Era un interrogatorio de comisaría.
Una vez fuimos de compras. Es la compradora más difícil
que he visto. Todo le parecía muy caro, muy malo o que no era exactamente lo que
necesitaba. Además estaba convencida de que por alguna razón misteriosa, las dependientas
gozaban deshaciendo la tienda y mostrándole la mercancía para luego volver a guardarla,
sin haber vendido nada.
Como el tema recurrente de una sinfonía, aparecieron
en nuestra relación las pantaletas. “I need panties”, me dijo. Le dije cómo
se decía en español. Fuimos a diez tiendas cuando menos, y en todas se repitió la
misma escena: llegábamos ante la dependienta y ella empezaba, “necesito…”, se volvía
hacia mí: “¿cómo se dice?”, “pantaletas”, decía yo. La dependienta me miraba durante
una millonésima de segundo, y se iba a buscar las pantaletas. No las quería ni de
nylon, ni de algodón, sino de un material que es tan raro en México como la tela
de araña comercial y de un tamaño vergonzoso por lo grande. No las encontramos.
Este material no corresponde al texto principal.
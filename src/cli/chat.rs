use super::{build_orchestrator, load_notes, print_response};
use anyhow::{Context, Result};
use console::style;
use huddle_core::{ConfigManager, ConversationTurn, RequestContext};
use std::io::{self, Write};
use std::path::{Path, PathBuf};

/// Handle the chat command
pub async fn handle_chat_command(
    manager: &ConfigManager,
    workspace: &Path,
    notes: &[PathBuf],
) -> Result<()> {
    let orchestrator = build_orchestrator(manager, workspace)?;
    let mut context = RequestContext::new();
    context.documents = load_notes(notes)?;

    println!("{}", style("Huddle interactive session").blue().bold());
    println!("Generator: {}", orchestrator.generator_name());
    if let Some(path) = manager.config_path() {
        println!("Config: {}", path.display());
    }
    if !context.documents.is_empty() {
        println!("Loaded {} meeting notes", context.documents.len());
    }
    println!("{}", style("Type /stats for telemetry, /quit to exit.").dim());
    println!();

    loop {
        print!("{} ", style("you>").green().bold());
        io::stdout().flush().context("failed to flush stdout")?;

        let mut line = String::new();
        let read = io::stdin()
            .read_line(&mut line)
            .context("failed to read input")?;
        if read == 0 {
            break;
        }
        let input = line.trim();

        match input {
            "/quit" | "/exit" => break,
            "/stats" => {
                let stats = serde_json::to_string_pretty(&orchestrator.stats())?;
                println!("{}", stats);
                continue;
            }
            _ => {}
        }

        match orchestrator.route(input, &context).await {
            Ok(response) => {
                print_response(&response);
                if !input.is_empty() {
                    context.history.push(ConversationTurn::user(input));
                    context
                        .history
                        .push(ConversationTurn::assistant(response.text.clone()));
                }
            }
            Err(err) => eprintln!("{} {}", style("error:").red().bold(), err),
        }
        println!();
    }

    orchestrator.shutdown().await;
    println!("{}", style("Goodbye.").dim());
    Ok(())
}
Después, compramos unos mangos y nos sentamos a comerlos en la banca de un parque.
Contemplé fascinado cómo iba arrancando el pellejo de medio mango con sus dientes
fuertísimos y luego devoraba la carne y el ixtle, hasta dejar el hueso como la cabeza
del cura Hidalgo; entonces, asía fuertemente el mango del hueso y devoraba la segunda
mitad. En ese momento comprendí que esa mujer no me convenía.
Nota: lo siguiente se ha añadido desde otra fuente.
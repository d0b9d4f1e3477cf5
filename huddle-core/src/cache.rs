//! Response cache with per-entry TTL and LRU eviction

use crate::config::CacheConfig;
use crate::types::{RequestContext, normalize_text};
use lru::LruCache;
use parking_lot::Mutex;
use serde::{Deserialize, Serialize};
use sha2::{Digest, Sha256};
use std::collections::BTreeMap;
use std::num::NonZeroUsize;
use std::time::Duration;
use tokio::time::Instant;
use tracing::debug;

/// Cache key for an agent's answer to `text` grounded on `context`.
///
/// Text is normalized first so that casing and spacing variants of the same
/// question share an entry. Documents and session attributes are part of the
/// key; history is not.
pub fn cache_key(agent: &str, text: &str, context: &RequestContext) -> String {
    let mut hasher = Sha256::new();
    hasher.update(agent.as_bytes());
    hasher.update([0u8]);
    hasher.update(normalize_text(text).as_bytes());
    for document in &context.documents {
        hasher.update([1u8]);
        hasher.update(document.as_bytes());
    }
    // sorted so that map iteration order never changes the key
    let attributes: BTreeMap<&String, &String> = context.attributes.iter().collect();
    for (name, value) in attributes {
        hasher.update([2u8]);
        hasher.update(name.as_bytes());
        hasher.update([3u8]);
        hasher.update(value.as_bytes());
    }
    format!("{:x}", hasher.finalize())
}

#[derive(Debug, Clone)]
pub struct CacheEntry<V> {
    pub key: String,
    pub value: V,
    pub created_at: Instant,
    pub ttl: Duration,
    pub last_accessed_at: Instant,
    pub hit_count: u64,
}

impl<V> CacheEntry<V> {
    fn new(key: String, value: V, ttl: Duration) -> Self {
        let now = Instant::now();
        Self {
            key,
            value,
            created_at: now,
            ttl,
            last_accessed_at: now,
            hit_count: 0,
        }
    }

    pub fn is_expired(&self, now: Instant) -> bool {
        now.duration_since(self.created_at) > self.ttl
    }
}

#[derive(Debug, Clone, Default, PartialEq, Serialize, Deserialize)]
pub struct CacheStats {
    pub hits: u64,
    pub misses: u64,
    pub size: usize,
    pub capacity: usize,
    pub evictions: u64,
    pub expirations: u64,
    pub hit_rate: f64,
}

#[derive(Debug, Default)]
struct Counters {
    hits: u64,
    misses: u64,
    evictions: u64,
    expirations: u64,
}

struct Store<V> {
    entries: LruCache<String, CacheEntry<V>>,
    counters: Counters,
}

/// Bounded TTL cache, safe to share between tasks
pub struct ResponseCache<V> {
    store: Mutex<Store<V>>,
    capacity: usize,
    default_ttl: Duration,
}

impl<V: Clone> ResponseCache<V> {
    pub fn new(capacity: usize, default_ttl: Duration) -> Self {
        let capacity = capacity.max(1);
        let bound = NonZeroUsize::new(capacity).unwrap_or(NonZeroUsize::MIN);
        Self {
            store: Mutex::new(Store {
                entries: LruCache::new(bound),
                counters: Counters::default(),
            }),
            capacity,
            default_ttl,
        }
    }

    pub fn from_config(config: &CacheConfig) -> Self {
        Self::new(config.capacity, Duration::from_millis(config.default_ttl_ms))
    }

    pub fn default_ttl(&self) -> Duration {
        self.default_ttl
    }

    /// Look up `key`. Expired entries are removed and reported as misses.
    pub fn get(&self, key: &str) -> Option<V> {
        let now = Instant::now();
        let mut guard = self.store.lock();
        let store = &mut *guard;

        let expired = match store.entries.get_mut(key) {
            Some(entry) if !entry.is_expired(now) => {
                entry.hit_count += 1;
                entry.last_accessed_at = now;
                let value = entry.value.clone();
                store.counters.hits += 1;
                return Some(value);
            }
            Some(_) => true,
            None => false,
        };

        if expired {
            store.entries.pop(key);
            store.counters.expirations += 1;
            debug!(key, "cache entry expired");
        }
        store.counters.misses += 1;
        None
    }

    /// Inspect an entry without counting a hit or refreshing its recency
    pub fn peek(&self, key: &str) -> Option<CacheEntry<V>> {
        self.store.lock().entries.peek(key).cloned()
    }

    pub fn put(&self, key: impl Into<String>, value: V, ttl: Duration) {
        let key = key.into();
        let entry = CacheEntry::new(key.clone(), value, ttl);
        let mut store = self.store.lock();
        if let Some((evicted, _)) = store.entries.push(key.clone(), entry) {
            if evicted != key {
                store.counters.evictions += 1;
                debug!(key = %evicted, "evicted least recently used cache entry");
            }
        }
    }

    /// Insert with the cache's default TTL
    pub fn put_default(&self, key: impl Into<String>, value: V) {
        self.put(key, value, self.default_ttl);
    }

    pub fn invalidate(&self, key: &str) -> bool {
        self.store.lock().entries.pop(key).is_some()
    }

    pub fn clear(&self) {
        self.store.lock().entries.clear();
    }

    pub fn len(&self) -> usize {
        self.store.lock().entries.len()
    }

    pub fn is_empty(&self) -> bool {
        self.len() == 0
    }

    pub fn stats(&self) -> CacheStats {
        let store = self.store.lock();
        let lookups = store.counters.hits + store.counters.misses;
        CacheStats {
            hits: store.counters.hits,
            misses: store.counters.misses,
            size: store.entries.len(),
            capacity: self.capacity,
            evictions: store.counters.evictions,
            expirations: store.counters.expirations,
            hit_rate: if lookups > 0 {
                store.counters.hits as f64 / lookups as f64
            } else {
                0.0
            },
        }
    }
}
Cuando hubo terminado los tres mangos que le tocaban,
se limpió la boca y las manos cuidadosamente, encendió un cigarro, se acomodó en
el asiento y volviéndose hacia mí, me preguntó sonriente:
–¿Me amas?
–No –le dije.
Por supuesto que no me creyó.
Después vino el Gran Finale. Fue el día que la
poseyó el ritmo.
Fuimos a una fiesta en la que estaba un señor que bailaba
tan bien que le decían el Fred Astaire de la Colonia del Valle. Su especialidad
era bailar, mirándose los pies para deleitarse mejor. Pasó un rato. Empezó un ritmo
tropical. Yo estaba platicando con alguien cuando sentí en mis entrañas que algo
terrible se avecinaba. Volví la cabeza y el horror me dejó paralizado: Pampa, mi
Pampa, la mujer que tanto amé, estaba bailando alrededor de Fred Astaire como Mata
Hari alrededor de Shiva. No había estado tan avergonzado de ella desde el día que
empezó a cantar “Ay, Cielitou Lindou…” en plena Avenida Juárez. ¿Qué hacer? Bajar
la vista y seguir la conversación. El suplicio duró horas.
Luego, ella vino y se arrojó a mis pies como la Magdalena
y me dijo: “Perdóname. Me poseyó el ritmo”. La perdoné allí mismo.
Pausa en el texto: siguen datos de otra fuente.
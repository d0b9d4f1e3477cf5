use crate::types::normalize_text;
use serde::{Deserialize, Serialize};

/// What a request is asking for
#[derive(Debug, Clone, Copy, PartialEq, Eq, Hash, PartialOrd, Ord, Serialize, Deserialize)]
#[serde(rename_all = "snake_case")]
pub enum IntentCategory {
    /// Look something up in meeting notes or history
    Retrieval,
    /// Generate new ideas or proposals
    Ideation,
    /// Compare, evaluate, explain
    Analysis,
    /// Answered by the orchestrator itself
    Direct,
}

impl IntentCategory {
    /// All categories, in tie-break order
    pub const ALL: [IntentCategory; 4] = [
        IntentCategory::Retrieval,
        IntentCategory::Ideation,
        IntentCategory::Analysis,
        IntentCategory::Direct,
    ];

    pub fn heading(self) -> &'static str {
        match self {
            IntentCategory::Retrieval => "Retrieval",
            IntentCategory::Ideation => "Ideation",
            IntentCategory::Analysis => "Analysis",
            IntentCategory::Direct => "Direct",
        }
    }

    pub fn is_delegated(self) -> bool {
        self != IntentCategory::Direct
    }
}

impl std::fmt::Display for IntentCategory {
    fn fmt(&self, f: &mut std::fmt::Formatter<'_>) -> std::fmt::Result {
        match self {
            IntentCategory::Retrieval => write!(f, "retrieval"),
            IntentCategory::Ideation => write!(f, "ideation"),
            IntentCategory::Analysis => write!(f, "analysis"),
            IntentCategory::Direct => write!(f, "direct"),
        }
    }
}

#[derive(Debug, Clone, PartialEq, Serialize, Deserialize)]
pub struct Classification {
    pub category: IntentCategory,
    /// Share of the total score held by the winner, 0 when nothing matched
    pub confidence: f64,
    /// Raw score per category, in tie-break order
    pub scores: Vec<(IntentCategory, f64)>,
}

impl Classification {
    pub fn score(&self, category: IntentCategory) -> f64 {
        self.scores
            .iter()
            .find(|(c, _)| *c == category)
            .map(|(_, score)| *score)
            .unwrap_or(0.0)
    }

    /// Delegated categories scoring at least `threshold`, in tie-break order
    pub fn strong_delegated(&self, threshold: f64) -> Vec<IntentCategory> {
        self.scores
            .iter()
            .filter(|(category, score)| category.is_delegated() && *score >= threshold)
            .map(|(category, _)| *category)
            .collect()
    }
}

/// Maps request text to an intent. Implementations must be pure: the same
/// text always yields the same classification.
pub trait IntentClassifier: Send + Sync {
    fn classify(&self, text: &str) -> Classification;
}

const RETRIEVAL_KEYWORDS: &[(&str, f64)] = &[
    ("what did", 2.0),
    ("who said", 2.0),
    ("when did", 2.0),
    ("last meeting", 2.0),
    ("retrieve", 2.0),
    ("remind me", 1.5),
    ("look up", 1.5),
    ("find", 1.5),
    ("search", 1.5),
    ("recap", 1.5),
    ("mentioned", 1.5),
    ("decided", 1.5),
    ("transcript", 1.5),
    ("notes", 1.0),
    ("minutes", 1.0),
    ("action items", 1.0),
];

const IDEATION_KEYWORDS: &[(&str, f64)] = &[
    ("brainstorm", 2.0),
    ("ideas", 2.0),
    ("come up with", 2.0),
    ("how might we", 2.0),
    ("idea", 1.5),
    ("suggest", 1.5),
    ("propose", 1.5),
    ("what if", 1.5),
    ("alternatives", 1.5),
    ("creative", 1.5),
    ("agenda", 1.0),
    ("improve", 1.0),
];

const ANALYSIS_KEYWORDS: &[(&str, f64)] = &[
    ("analyze", 2.0),
    ("analyse", 2.0),
    ("compare", 2.0),
    ("pros and cons", 2.0),
    ("evaluate", 1.5),
    ("assess", 1.5),
    ("impact", 1.5),
    ("trend", 1.5),
    ("trends", 1.5),
    ("breakdown", 1.5),
    ("metrics", 1.5),
    ("summarize", 1.0),
    ("risk", 1.0),
    ("why", 1.0),
];

const DIRECT_KEYWORDS: &[(&str, f64)] = &[
    ("translate", 1.5),
    ("rephrase", 1.5),
    ("rewrite", 1.5),
    ("define", 1.0),
    ("hello", 1.0),
    ("thanks", 1.0),
    ("thank you", 1.0),
];

/// Weighted keyword table per category.
///
/// A keyword counts once if it appears as a whole word (or phrase) in the
/// normalized text.
#[derive(Debug, Clone)]
pub struct KeywordClassifier {
    table: Vec<(IntentCategory, Vec<(String, f64)>)>,
}

impl Default for KeywordClassifier {
    fn default() -> Self {
        let owned = |keywords: &[(&str, f64)]| {
            keywords
                .iter()
                .map(|(keyword, weight)| (keyword.to_string(), *weight))
                .collect::<Vec<_>>()
        };
        Self {
            table: vec![
                (IntentCategory::Retrieval, owned(RETRIEVAL_KEYWORDS)),
                (IntentCategory::Ideation, owned(IDEATION_KEYWORDS)),
                (IntentCategory::Analysis, owned(ANALYSIS_KEYWORDS)),
                (IntentCategory::Direct, owned(DIRECT_KEYWORDS)),
            ],
        }
    }
}

impl KeywordClassifier {
    pub fn new() -> Self {
        Self::default()
    }

    /// Add or reweight a keyword for `category`
    pub fn with_keyword(mut self, category: IntentCategory, keyword: &str, weight: f64) -> Self {
        let keyword = normalize_text(keyword);
        if let Some((_, keywords)) = self.table.iter_mut().find(|(c, _)| *c == category) {
            match keywords.iter_mut().find(|(k, _)| *k == keyword) {
                Some(existing) => existing.1 = weight,
                None => keywords.push((keyword, weight)),
            }
        }
        self
    }

    fn score(&self, padded: &str, category: IntentCategory) -> f64 {
        self.table
            .iter()
            .filter(|(c, _)| *c == category)
            .flat_map(|(_, keywords)| keywords.iter())
            .filter(|(keyword, _)| padded.contains(&format!(" {} ", keyword)))
            .map(|(_, weight)| *weight)
            .sum()
    }
}

impl IntentClassifier for KeywordClassifier {
    fn classify(&self, text: &str) -> Classification {
        let padded = format!(" {} ", normalize_text(text));
        let scores: Vec<(IntentCategory, f64)> = IntentCategory::ALL
            .iter()
            .map(|category| (*category, self.score(&padded, *category)))
            .collect();

        // Strictly greater keeps the earlier category on ties
        let mut best = (IntentCategory::Direct, 0.0);
        for (category, score) in &scores {
            if *score > best.1 {
                best = (*category, *score);
            }
        }

        let total: f64 = scores.iter().map(|(_, score)| score).sum();
        let confidence = if total > 0.0 { best.1 / total } else { 0.0 };

        Classification {
            category: best.0,
            confidence,
            scores,
        }
    }
}

#[cfg(test)]
mod tests {
    use super::*;

    #[test]
    fn keywords_match_whole_words_only() {
        let classifier = KeywordClassifier::new();
        // "findings" must not count as "find"
        let result = classifier.classify("share your findings");
        assert_eq!(result.score(IntentCategory::Retrieval), 0.0);
        assert_eq!(result.category, IntentCategory::Direct);
        assert_eq!(result.confidence, 0.0);
    }

    #[test]
    fn ties_prefer_retrieval_then_ideation() {
        let classifier = KeywordClassifier::new();
        // search (1.5) vs suggest (1.5)
        let result = classifier.classify("search and suggest");
        assert_eq!(result.category, IntentCategory::Retrieval);
        assert_eq!(result.confidence, 0.5);

        // idea (1.5) vs evaluate (1.5)
        let result = classifier.classify("evaluate this idea");
        assert_eq!(result.category, IntentCategory::Ideation);
    }

    #[test]
    fn custom_keywords_extend_the_table() {
        let classifier =
            KeywordClassifier::new().with_keyword(IntentCategory::Analysis, "Forecast", 3.0);
        let result = classifier.classify("forecast next quarter");
        assert_eq!(result.category, IntentCategory::Analysis);
        assert_eq!(result.confidence, 1.0);
    }

    #[test]
    fn strong_delegated_excludes_direct() {
        let classifier = KeywordClassifier::new();
        let result = classifier.classify("what did we decide last meeting? also brainstorm ideas");
        let strong = result.strong_delegated(2.0);
        assert_eq!(strong, vec![IntentCategory::Retrieval, IntentCategory::Ideation]);
    }
}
Fuimos a su hotel (con intención de reconciliarnos)
y estábamos ya instalados en el elevador, cuando se acercó el administrador a preguntarnos
cuál era el número de mi cuarto.
–Vengo acompañando a la señorita –le dije.
–Después de las diez no se admiten visitas –me dijo
el administrador.
Pampa Hash montó en cólera:
–¿Qué están creyendo? El señor tiene que venir a mi
cuarto para recoger una maleta suya.
–Baje usted la maleta y que él la espere aquí.
–No bajo nada, estoy muy cansada.
–Que la baje el botones, entonces.
–No voy a pagarle al botones.
–Al botones lo paga la administración, señorita.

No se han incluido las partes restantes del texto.